Results: MOF (Mg) characterized by using XRD, SEM, EDX, TGA, and BET. Drug loading, and releasing experiments proved that DSB was loaded on the MOF (Mg) and approximately 72% DSB was released from it after 8 h. The characterization techniques showed that MOF (Mg) was successfully synthesized with good crystal structure and thermal stability. The result of BET showed that MOF (Mg) had high surface areas and pore volume. This is the reason why its 25.73% DSB was loaded in the subsequent drug-loading experiment. Drug release and ion release experiments indicated DSB@MOF (Mg) had a good controlled release of DSB and Mg ions in solution.
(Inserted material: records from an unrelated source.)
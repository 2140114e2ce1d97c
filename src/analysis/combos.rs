//! Combination keys, per-draw enumeration, and candidate sampling.

use std::fmt;

use hashbrown::HashSet;
use rand::Rng;
use serde::{Deserialize, Serialize};

use crate::{draw::DrawRecord, types::GameKind};

/// Default attempt budget for randomized candidate generation.
pub const DEFAULT_SAMPLE_ATTEMPTS: usize = 1000;

/// How combination members are matched against a draw.
#[derive(Debug, Clone, Copy, PartialEq, Eq, Hash, Serialize, Deserialize)]
pub enum ComboMode {
    /// Order-insensitive (Quinella-style, Keno subsets). Keys canonicalize
    /// by sorting.
    Boxed,
    /// Order-sensitive (Exacta/Trifecta/First Four). Finishing order is
    /// preserved verbatim because payout depends on exact placing.
    Ordered,
}

/// Canonical identity of one tracked combination.
///
/// Equal combinations normalize to the same key regardless of discovery
/// order for boxed matching; ordered keys keep their tuple order.
#[derive(Debug, Clone, PartialEq, Eq, Hash)]
pub struct ComboKey {
    values: Vec<u8>,
}

impl ComboKey {
    /// Order-insensitive key: members are sorted.
    pub fn boxed(values: &[u8]) -> Self {
        let mut v = values.to_vec();
        v.sort_unstable();
        Self { values: v }
    }

    /// Order-sensitive key: members kept verbatim.
    pub fn ordered(values: &[u8]) -> Self {
        Self {
            values: values.to_vec(),
        }
    }

    /// Member values in key order.
    pub fn values(&self) -> &[u8] {
        &self.values
    }

    /// Number of members.
    pub fn len(&self) -> usize {
        self.values.len()
    }

    /// True for a zero-member key.
    pub fn is_empty(&self) -> bool {
        self.values.is_empty()
    }

    /// Parses a `"1-2-3"` key as persisted in the combo cache.
    pub fn parse(key: &str) -> Option<Self> {
        let mut values = Vec::new();
        for part in key.split('-') {
            values.push(part.trim().parse::<u8>().ok()?);
        }
        if values.is_empty() {
            return None;
        }
        Some(Self { values })
    }
}

impl fmt::Display for ComboKey {
    fn fmt(&self, f: &mut fmt::Formatter<'_>) -> fmt::Result {
        for (i, v) in self.values.iter().enumerate() {
            if i > 0 {
                write!(f, "-")?;
            }
            write!(f, "{v}")?;
        }
        Ok(())
    }
}

/// All size-`k` sub-combinations of `outcome`, each exactly once.
///
/// Members are sorted first so every subset canonicalizes identically.
/// Only safe for a single draw's winning set or small domains; the full
/// number space is never enumerated this way.
pub fn enumerate_boxed(outcome: &[u8], k: usize) -> Vec<ComboKey> {
    if k == 0 || outcome.len() < k {
        return Vec::new();
    }

    let mut pool = outcome.to_vec();
    pool.sort_unstable();

    let mut out = Vec::new();
    let mut current = Vec::with_capacity(k);
    choose(&pool, k, 0, &mut current, &mut out);
    out
}

fn choose(pool: &[u8], k: usize, start: usize, current: &mut Vec<u8>, out: &mut Vec<ComboKey>) {
    if current.len() == k {
        out.push(ComboKey {
            values: current.clone(),
        });
        return;
    }

    let needed = k - current.len();
    // Short-circuit once the remaining candidates cannot fill the slots.
    for i in start..=pool.len().saturating_sub(needed) {
        current.push(pool[i]);
        choose(pool, k, i + 1, current, out);
        current.pop();
    }
}

/// The exact top-`k` finishing-order tuple, or `None` when fewer than `k`
/// qualifying entries exist.
pub fn ordered_prefix(outcome: &[u8], k: usize) -> Option<ComboKey> {
    if k == 0 || outcome.len() < k {
        return None;
    }
    Some(ComboKey::ordered(&outcome[..k]))
}

/// The top-`k` finishers as an unordered (boxed) set.
pub fn boxed_prefix(outcome: &[u8], k: usize) -> Option<ComboKey> {
    if k == 0 || outcome.len() < k {
        return None;
    }
    Some(ComboKey::boxed(&outcome[..k]))
}

/// Qualifying combinations contributed by one draw.
///
/// Keno draws contribute every size-`size` subset of the winning numbers;
/// Trackside races contribute a single top-`size` key, boxed or ordered
/// per `mode`. A draw with fewer qualifying entries than `size` contributes
/// nothing. Callers are expected to have filtered malformed records.
pub fn draw_combinations(rec: &DrawRecord, size: usize, mode: ComboMode) -> Vec<ComboKey> {
    let numbers = rec.outcome.numbers();
    match rec.game() {
        GameKind::Keno => enumerate_boxed(numbers, size),
        GameKind::Trackside => {
            let key = match mode {
                ComboMode::Boxed => boxed_prefix(numbers, size),
                ComboMode::Ordered => ordered_prefix(numbers, size),
            };
            key.into_iter().collect()
        }
    }
}

/// Randomly samples up to `want` size-`size` boxed combinations from the
/// game's full domain that are absent from `seen`, giving up after
/// `attempts` rejection-tested draws.
///
/// Exhaustive enumeration of C(80, k) is infeasible, so overdue-candidate
/// proposal works by sampling with a bounded budget instead.
pub fn sample_unseen<R: Rng>(
    game: GameKind,
    size: usize,
    seen: &HashSet<ComboKey>,
    want: usize,
    attempts: usize,
    rng: &mut R,
) -> Vec<ComboKey> {
    let domain = game.domain_max();
    if size == 0 || size > usize::from(domain) {
        return Vec::new();
    }

    let mut picked: HashSet<ComboKey> = HashSet::new();
    let mut out = Vec::new();

    for _ in 0..attempts {
        if out.len() >= want {
            break;
        }

        let mut values: Vec<u8> = Vec::with_capacity(size);
        while values.len() < size {
            let v = rng.gen_range(1..=domain);
            if !values.contains(&v) {
                values.push(v);
            }
        }

        let key = ComboKey::boxed(&values);
        if seen.contains(&key) || !picked.insert(key.clone()) {
            continue;
        }
        out.push(key);
    }

    out
}

/// C(n, k) without overflow for the domains handled here.
pub fn binomial(n: u64, k: u64) -> u64 {
    if k > n {
        return 0;
    }
    let k = k.min(n - k);
    let mut acc: u128 = 1;
    for i in 0..k {
        acc = acc * u128::from(n - i) / u128::from(i + 1);
    }
    acc as u64
}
Cytotoxicity assay confirmed that the optimum dose of it had excellent biocompatibility and could stimulate the proliferation of MG63 cells as time went on.

Conclusion: Due to the high loading amount of DSB and releasing time, DSB@MOF (Mg) can be promising as a suitable candidate for relieving bone pain caused by osteoporosis, with ossification-reinforcing functions.

1 Introduction

Denosumab, or DSB, as a human monoclonal antibody can target the RANKL (Receptor Activator of Nuclear Factor-kappa B ligand) that has a role in the differentiation, performance and survival of osteoclasts (Sugimoto, 2011; Dupont et al., 2022). RANKL, is a protein normally expressed on the surface of stromal cells and osteoblasts, and mediates osteoclast differentiation and osteolytic bone resorption (Kong et al., 1999; Wang, et al., 2022a). Denosumab is indicated for postmenopausal women with osteoporosis at high risk of fracture, or for patients who have failed or are intolerant to other available osteoporosis therapies. Osteoporosis Canada Clinical Practice Guidelines identify denosumab as a first-line option for preventing vertebral, hip and non-vertebral fractures (Hanley et al., 2012). It is a common anti-resorptive agent to manage osteoporosis and skeletal-related events (such as pathological fractures) in people suffering from bone metastases or lesions (such as multiple myeloma) (Sanchez-Rodriguez et al., 2020; Terpos et al., 2021; Xu et al., 2021; Zheng et al., 2022; Li et al., 2023). In February 2009, the United States Food and Drug Administration (FDA) accepted Amgen’s Biologic License Application (BLA) for denosumab for the treatment of PMO and bone loss due to hormone ablation therapy for prostate and breast cancer (Pageau, 2009). DSB binds to RANKL and thus prevents bone resorption induced by osteoclast, which enhances Bone Mineral Density (BMD) and suppresses Bone Turnover Markers (BTM). The DSB dosage is determined on the basis of the appeared indication, for example, 60 mg every 6 months subcutaneously to treat osteoporosis (Cummings et al., 2009; Yulin Li et al., 2022). People with osteoporosis are mostly elderly, and thus long-term oral intake of DSB may be associated with gastrointestinal-related clinical complications (Ma et al., 2015; Zhang et al., 2020; Zhou S. et al., 2021; Wang, et al., 2022b). Accordingly, there is a need to develop a safe approach to deliver DSB in the treatment of bone pain induced by osteoporosis. Osteoporotic pain during osteoporosis can be caused by inflammation and bone loss, which can also affect inflammation and bone resorption and aggravate the severity of osteoporosis (Redlich and Smolen, 2012; Loi et al., 2016; Chesi et al., 2019; Wang et al., 2020; Cao et al., 2022; Xu et al., 2022). Hence, blocking inflammation and alleviating bone loss may be involved in reducing bone pain and treating osteoporosis.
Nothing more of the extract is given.